Article
Author(s):
Patients with cirrhosis had higher mortality rates, tophi, and gout flare.
Complications related to gout were more common in patients with cirrhosis, according to a study published in World Journal of Hepatology.1 Further, patients without cirrhosis reported higher rates of interventions, which may be due in part to hesitancy regarding performing these interventions given the higher complication risk in cirrhosis.
Gout, which affects 3.9% of adults in the United States, can cause chronic joint destruction, severe joint pain, difficulty walking, and in some cases, nephropathy, and urate nephrolithiasis. Flares can be triggered by alcohol consumption, fatty foods, trauma, dehydration, and certain medications.2
“A positive correlation between serum uric acid (UA) levels, cirrhosis-related complications and the incidence of nonalcoholic fatty liver disease has been established, but it is unknown whether hyperuricemia results in worsening cirrhosis outcomes,” wrote Ayham Khrais, DO, Division of Medicine, Rutgers New Jersey Medical School, and a team of investigators. “We hypothesize[d] that patients with cirrhosis will have poorer gout outcomes.”
The cross-sectional study used a national inpatient sample (NIS) to identify adult patients hospitalized with gout, which were then stratified based on a history of cirrhosis between 2001 and 2013. The NIS contains data on over 7 million hospital stays in the United States. Primary endpoints included joint interventions, gout complications, and mortality. Demographics, such as age, sex, and ethnicity were also collected and evaluated. Confounding variables were controlled via multiple logistic regression.

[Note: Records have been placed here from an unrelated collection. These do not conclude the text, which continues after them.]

//! Telemetry records and their construction from session events.

use crate::model::{ResultSummary, SdkEvent};
use crate::tools::ToolResult;
use chrono::{DateTime, Utc};
use serde_json::{json, Map, Value};
use std::collections::BTreeMap;

/// Typed attribute value, mirroring the OTLP `AnyValue` subset we emit.
#[derive(Debug, Clone, PartialEq)]
pub enum AttributeValue {
    /// UTF-8 string.
    String(String),
    /// Boolean.
    Bool(bool),
    /// Signed integer.
    Int(i64),
    /// Floating point.
    Double(f64),
    /// Homogeneous string array.
    StringArray(Vec<String>),
}

impl AttributeValue {
    /// Plain JSON rendering for local logs.
    pub fn to_json(&self) -> Value {
        match self {
            Self::String(s) => json!(s),
            Self::Bool(b) => json!(b),
            Self::Int(i) => json!(i),
            Self::Double(d) => json!(d),
            Self::StringArray(items) => json!(items),
        }
    }
}

impl From<&str> for AttributeValue {
    fn from(value: &str) -> Self {
        Self::String(value.to_string())
    }
}

/// One structured log record, sent as soon as it is built.
#[derive(Debug, Clone, PartialEq)]
pub struct TelemetryRecord {
    event_type: String,
    timestamp: DateTime<Utc>,
    attributes: BTreeMap<String, AttributeValue>,
}

impl TelemetryRecord {
    /// Build a record stamped with the current time.
    ///
    /// `payload` is flattened: nested objects become `.`-joined keys, string
    /// arrays stay arrays, other arrays are JSON-encoded, nulls are dropped.
    pub fn new(event_type: impl Into<String>, payload: &Value) -> Self {
        let mut attributes = BTreeMap::new();
        match payload {
            Value::Object(map) => flatten_object("", map, &mut attributes),
            other => flatten_value("value".to_string(), other, &mut attributes),
        }
        Self {
            event_type: event_type.into(),
            timestamp: Utc::now(),
            attributes,
        }
    }

    /// Replace the timestamp (builder pattern).
    pub fn with_timestamp(mut self, timestamp: DateTime<Utc>) -> Self {
        self.timestamp = timestamp;
        self
    }

    /// Event type tag such as `assistant.text`.
    pub fn event_type(&self) -> &str {
        &self.event_type
    }

    /// When the record was built.
    pub fn timestamp(&self) -> DateTime<Utc> {
        self.timestamp
    }

    /// Flattened attributes.
    pub fn attributes(&self) -> &BTreeMap<String, AttributeValue> {
        &self.attributes
    }

    /// Single attribute lookup.
    pub fn attribute(&self, key: &str) -> Option<&AttributeValue> {
        self.attributes.get(key)
    }

    /// Attributes as one JSON object, for the local log line.
    pub fn attributes_json(&self) -> Value {
        Value::Object(
            self.attributes
                .iter()
                .map(|(k, v)| (k.clone(), v.to_json()))
                .collect(),
        )
    }

    /// Record for one session event.
    pub fn from_event(event: &SdkEvent) -> Self {
        match event {
            SdkEvent::System { subtype, data } => Self::new(
                "system.message",
                &json!({ "subtype": subtype, "data": data }),
            ),
            SdkEvent::AssistantText { model, text } => Self::new(
                "assistant.text",
                &json!({ "model": model, "text": text }),
            ),
            SdkEvent::ToolCallRequest(call) => Self::new(
                "assistant.tool_request",
                &json!({ "tool_name": call.name(), "tool_use_id": call.id().as_str() }),
            ),
            SdkEvent::ToolCallResult {
                tool_use_id,
                is_error,
                ..
            } => Self::new(
                "assistant.tool_result",
                &json!({ "tool_use_id": tool_use_id.as_str(), "is_error": is_error }),
            ),
            SdkEvent::ToolInvocation(invocation) => Self::new(
                format!("tool.{}", invocation.tool_name()),
                &json!({
                    "args": invocation.arguments(),
                    "invocation_id": invocation.id().as_str(),
                }),
            ),
            SdkEvent::Result(summary) => Self::new("result.summary", &result_payload(summary)),
            SdkEvent::Other { kind, value } => Self::new(
                "message.unknown",
                &json!({ "kind": kind, "value": value.to_string() }),
            ),
        }
    }

    /// Attach the outcome of a host-side tool run.
    pub fn with_outcome(mut self, result: &ToolResult) -> Self {
        self.attributes
            .insert("is_error".to_string(), AttributeValue::Bool(result.is_error()));
        self
    }
}

fn result_payload(summary: &ResultSummary) -> Value {
    json!({
        "subtype": summary.subtype,
        "is_error": summary.is_error,
        "duration_ms": summary.duration_ms,
        "api_duration_ms": summary.duration_api_ms,
        "total_cost_usd": summary.total_cost_usd,
        "num_turns": summary.num_turns,
        "session_id": summary.session_id,
        "usage": summary.usage,
    })
}

fn flatten_object(prefix: &str, map: &Map<String, Value>, out: &mut BTreeMap<String, AttributeValue>) {
    for (key, value) in map {
        let full_key = if prefix.is_empty() {
            key.clone()
        } else {
            format!("{prefix}.{key}")
        };
        flatten_value(full_key, value, out);
    }
}

fn flatten_value(key: String, value: &Value, out: &mut BTreeMap<String, AttributeValue>) {
    match value {
        Value::Null => {}
        Value::Bool(b) => {
            out.insert(key, AttributeValue::Bool(*b));
        }
        Value::Number(n) => {
            let attr = match n.as_i64() {
                Some(i) => AttributeValue::Int(i),
                None => AttributeValue::Double(n.as_f64().unwrap_or_default()),
            };
            out.insert(key, attr);
        }
        Value::String(s) => {
            out.insert(key, AttributeValue::String(s.clone()));
        }
        Value::Array(items) => {
            let strings: Option<Vec<String>> = items
                .iter()
                .map(|item| item.as_str().map(str::to_string))
                .collect();
            let attr = match strings {
                Some(strings) => AttributeValue::StringArray(strings),
                None => AttributeValue::String(value.to_string()),
            };
            out.insert(key, attr);
        }
        Value::Object(map) => flatten_object(&key, map, out),
    }
}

In total, 36,948 patients had cirrhosis and 1,491,829 did not have a cirrhosis diagnosis. Most patients were male, although patients in the cirrhosis cohort had a greater number of males compared with the non-cirrhosis group (74.63% vs 66.83%). Patients without cirrhosis were older when compared with those with cirrhosis (70.37 ± 13.53 years vs 66.21 ± 12.325 years; P <.05).

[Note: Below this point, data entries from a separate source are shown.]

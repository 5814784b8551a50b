#![cfg(feature = "reqwest")]

// std
use std::sync::Arc;
// crates.io
use httpmock::prelude::*;
// self
use serial_rest::{
	Rest,
	error::{CredentialError, Error},
	oauth::RefreshTokenRenewer,
};

const CLIENT_ID: &str = "client-sheets";
const CLIENT_SECRET: &str = "secret-sheets";

fn renewer(server: &MockServer) -> Arc<RefreshTokenRenewer> {
	Arc::new(
		RefreshTokenRenewer::new(server.url("/token"), CLIENT_ID, "refresh-old")
			.expect("Renewer should build.")
			.with_client_secret(CLIENT_SECRET)
			.with_request_body_auth()
			.with_scopes(["sheets.read"]),
	)
}

fn client(server: &MockServer, renewer: Arc<RefreshTokenRenewer>) -> Rest {
	let rest = Rest::builder().base_url(server.base_url()).build().expect("Client should build.");

	rest.tokens().set_renewer(renewer);

	rest
}

#[tokio::test]
async fn refresh_grant_installs_token_and_rotates_refresh_token() {
	let server = MockServer::start_async().await;
	let token = server
		.mock_async(|when, then| {
			when.method(POST).path("/token");
			then.status(200)
				.header("content-type", "application/json")
				.body(
					serde_json::json!({
						"access_token": "access-new",
						"refresh_token": "refresh-new",
						"token_type": "bearer",
						"expires_in": 1800,
						"scope": "sheets.read"
					})
					.to_string(),
				);
		})
		.await;
	let me = server
		.mock_async(|when, then| {
			when.method(GET).path("/me").header("authorization", "Bearer access-new");
			then.status(200).header("content-type", "application/json").body("{\"user\":\"a\"}");
		})
		.await;
	let renewer = renewer(&server);
	let rest = client(&server, renewer.clone());

	rest.init_auth().await.expect("Refresh grant should succeed.");

	token.assert_async().await;

	assert_eq!(renewer.refresh_token(), "refresh-new");
	assert!(rest.tokens().has_pending_renewal());

	let credential = rest.tokens().credential().expect("Credential should be installed.");

	assert_eq!(credential.token.expose(), "access-new");
	assert!(credential.expires_at.is_some());

	rest.get("me", false).await.expect("Authorized request should succeed.");

	me.assert_async().await;
}

#[tokio::test]
async fn on_demand_renewal_runs_before_first_request() {
	let server = MockServer::start_async().await;
	let token = server
		.mock_async(|when, then| {
			when.method(POST).path("/token");
			then.status(200)
				.header("content-type", "application/json")
				.body("{\"access_token\":\"lazy\",\"token_type\":\"bearer\",\"expires_in\":600}");
		})
		.await;
	let items = server
		.mock_async(|when, then| {
			when.method(GET).path("/items").header("authorization", "Bearer lazy");
			then.status(200).header("content-type", "application/json").body("[]");
		})
		.await;
	let renewer = renewer(&server);
	let rest = client(&server, renewer.clone());

	rest.qget("items", false).await.expect("First queued request should renew and succeed.");
	rest.qget("items", false).await.expect("Second queued request should reuse the token.");

	token.assert_calls_async(1).await;
	items.assert_calls_async(2).await;

	assert_eq!(renewer.refresh_token(), "refresh-old");
}

#[tokio::test]
async fn oauth_error_maps_to_rejected() {
	let server = MockServer::start_async().await;

	server
		.mock_async(|when, then| {
			when.method(POST).path("/token");
			then.status(400)
				.header("content-type", "application/json")
				.body("{\"error\":\"invalid_grant\",\"error_description\":\"Token revoked\"}");
		})
		.await;

	let rest = client(&server, renewer(&server));
	let err = rest.init_auth().await.expect_err("Rejected refresh should fail.");

	assert!(matches!(
		err,
		Error::Credential(CredentialError::Rejected { ref error, ref description })
			if error == "invalid_grant" && description.as_deref() == Some("Token revoked")
	));
	assert!(rest.tokens().current_token().is_none());
	assert_eq!(rest.tokens().metrics().failures(), 1);
}

#[tokio::test]
async fn malformed_token_response_is_reported() {
	let server = MockServer::start_async().await;

	server
		.mock_async(|when, then| {
			when.method(POST).path("/token");
			then.status(200)
				.header("content-type", "application/json")
				.body("{\"token_type\":\"bearer\"}");
		})
		.await;

	let rest = client(&server, renewer(&server));
	let err = rest.init_auth().await.expect_err("Malformed grant should fail.");

	assert!(matches!(err, Error::Credential(CredentialError::MalformedGrant { .. })));
}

Those in the cirrhosis group had higher mortality rates (5.49% vs 2.03%; adjusted P <.05), tophi (0.97% vs 0.75%; adjusted P = .677), and gout flare (2.89% vs 2.77%; adjusted P <.05). Patients without cirrhosis reported higher rates of joint injections (0.72% vs 0.52%; adjusted P <.05) and arthrocentesis (2.45% vs 2.21%; adjusted P <.05).
Rates of UA nephrolithiasis (.025 in both groups), nephropathy (.02% in the non-cirrhosis group and .01% in the cirrhosis group), and septic arthritis (.31% in both groups) were similar among all patients.
Investigators noted that risk factors for cirrhosis, such as chronic alcohol use, are independently associated with gout and elevated serum UA levels. As patients in the study had both alcoholic and nonalcoholic etiologies of cirrhosis, alcohol use disorder may be a significant confounding variable. Another limitation was that investigators could not determine whether interventions designed to treat gout may have led to any bleeding complications. Lastly, patients were not categorized by the subtype of cirrhosis, such as nonalcoholic fatty liver disease (NAFLD), alcoholic, and viral.
Investigators suggested a retrospective chart review of patients with gout flares and a history of cirrhosis further categorizing patients into alcoholic or NAFLD cirrhosis to determine the relationship between cirrhosis and gout. It could also analyze gout rates in this patient population, as a history of significant alcohol use is an independent risk factor for gout.
“Patients with cirrhosis may have differential rates of gout exacerbations and potential therapeutic options due to a combination of pathophysiology, cirrhosis-related comorbidities and clinical decision making,” investigators concluded. “As there are few studies connecting both disease states, more investigation is required to further delineate the relationship between liver disease and gout.”